I'm a print publisher who wants to promote my books. I may well give them away free in a belief they encourage sales - and so far I believe, feel free to correct me, mainstream books that are released as e-books do hike sales. In this case I'm probably reaching those people not that into e-books (for whatever reason) who have a quick flick through and decide to buy the paper book.

I'm a print publisher who believes all books should be available as e-books at the same price. Ain't going to work. E-readers are coming on in leaps and bounds but the leisurely comfort of a paper book is still hard to beat. Yes, this may happen in the future, but the future's not here yet.
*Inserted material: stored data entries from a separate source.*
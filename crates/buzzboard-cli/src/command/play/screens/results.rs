use std::time::Duration;

use buzzboard_engine::Summary;
use crossterm::event::{Event, KeyCode, KeyEvent};
use ratatui::{
    Frame,
    layout::{Constraint, HorizontalAlignment, Layout, Spacing},
    symbols::merge::MergeStrategy,
    widgets::{Block as BlockWidget, Padding},
};

use crate::{
    DEFAULT_FRAME_RATE,
    command::play::{screens::draw_footer, trainer::SharedTrainer},
    tui::{Screen, ScreenTransition, Tui},
    view::widgets::{KeyHint, ReviewDisplay, SummaryDisplay},
};

#[derive(Clone, Copy, Debug, PartialEq, Eq)]
enum Action {
    ScrollUp,
    ScrollDown,
    NewBoard,
    Back,
    Quit,
}

impl Action {
    fn from_key_event(event: &KeyEvent) -> Option<Self> {
        match event.code {
            KeyCode::Char('k') | KeyCode::Up => Some(Self::ScrollUp),
            KeyCode::Char('j') | KeyCode::Down => Some(Self::ScrollDown),
            KeyCode::Char('N') => Some(Self::NewBoard),
            KeyCode::Esc => Some(Self::Back),
            KeyCode::Char('q') => Some(Self::Quit),
            _ => None,
        }
    }

    fn hints() -> [KeyHint<'static>; 4] {
        [
            KeyHint::new(&["k", "j"], "Scroll"),
            KeyHint::new(&["N"], "New board"),
            KeyHint::new(&["Esc"], "Board"),
            KeyHint::new(&["q"], "Quit"),
        ]
    }
}

/// End-of-board summary and review feed.
#[derive(Debug)]
pub(super) struct ResultsScreen {
    trainer: SharedTrainer,
    /// Taken when the screen opens; the game moves on after a new board.
    summary: Summary,
    scroll: u16,
}

impl ResultsScreen {
    pub(super) fn new(trainer: SharedTrainer) -> Self {
        let summary = trainer.borrow().game().summary();
        Self {
            trainer,
            summary,
            scroll: 0,
        }
    }
}

impl Screen for ResultsScreen {
    fn on_active(&mut self, tui: &mut Tui) {
        tui.set_tick_rate(None);
        tui.set_frame_rate(DEFAULT_FRAME_RATE);
    }

    fn on_inactive(&mut self, _tui: &mut Tui) {}

    fn on_close(&mut self, _tui: &mut Tui) {}

    fn handle_event(&mut self, tui: &mut Tui, event: &Event) -> ScreenTransition {
        let Some(action) = event
            .as_key_press_event()
            .and_then(|event| Action::from_key_event(&event))
        else {
            return ScreenTransition::Stay;
        };
        match action {
            Action::ScrollUp => self.scroll = self.scroll.saturating_sub(1),
            Action::ScrollDown => self.scroll = self.scroll.saturating_add(1),
            Action::NewBoard => {
                if self.trainer.borrow_mut().new_board(tui.now()) {
                    return ScreenTransition::Pop;
                }
            }
            Action::Back => return ScreenTransition::Pop,
            Action::Quit => return ScreenTransition::Exit,
        }
        ScreenTransition::Stay
    }

    fn update(&mut self, _tui: &mut Tui) -> ScreenTransition {
        ScreenTransition::Stay
    }

    fn draw(&self, frame: &mut Frame, _now: Duration) {
        let trainer = self.trainer.borrow();
        let viewport = frame
            .area()
            .centered(Constraint::Max(100), Constraint::Max(40));

        let stats = SummaryDisplay::new(&self.summary).block(
            BlockWidget::bordered()
                .title("Board complete")
                .title_alignment(HorizontalAlignment::Center)
                .padding(Padding::symmetric(2, 0))
                .merge_borders(MergeStrategy::Exact),
        );
        let [top_area, mid_area, bottom_area] = Layout::vertical([
            Constraint::Length(stats.height()),
            Constraint::Fill(1),
            Constraint::Length(3),
        ])
        .spacing(Spacing::Overlap(1))
        .areas(viewport);

        let review = ReviewDisplay::new(&self.summary.review)
            .scroll(self.scroll)
            .block(
                BlockWidget::bordered()
                    .title(format!("Review ({})", self.summary.review.len()))
                    .padding(Padding::symmetric(1, 0))
                    .merge_borders(MergeStrategy::Exact),
            );

        frame.render_widget(stats, top_area);
        frame.render_widget(review, mid_area);
        draw_footer(frame, bottom_area, &Action::hints(), trainer.message());
    }
}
Huge reference books - not that much different to those DVD reference works, but easier to keep in your pocket. Main market liable to be academics and students - and maybe bird watchers as long as the e-reader is quiet enough.

By now you're hopefully getting the idea. The ebook and the e-reader will be many things to many people.  At the moment we have critics talking as if all e-books and e-book readers do the that same thing which is like saying all time telling devices are the same - when in reality we have church clocks, mantel piece clocks, wrist watches, bedside clocks, precision clocks - they all let us do the same thing, tell the time, but in many different ways and for many subtly different reasons. And you're certainly not going to buy a church clock as a bedside alarm in much the same way as you're not yet going to spend hundreds of pounds or dollars on an e-reader if you're only intending to use e-books to decide what you're going to buy in print.

I like the whole concept of e-books. I predict they will have a future, but it's an organically growing future and it is as much down to the social requirements as it is down to the evolution of tech.

Saturday, 13 September 2008

Friday, 12 September 2008

Is it alright to frighten the children?

I grew up during the cold war and at some point when I was very young some idiot told me about the four minute warning. So on those nights when I awoke from a bad dream, and like many people struggled with those moments of 4am irrational fear, it was all compounded by the fear of incoming missiles. If during those nocturnal post dream moments I heard the sound of something in the sky I would watch the bright red lights of my bedside radio alarm count down four minutes until I was sure I was safe.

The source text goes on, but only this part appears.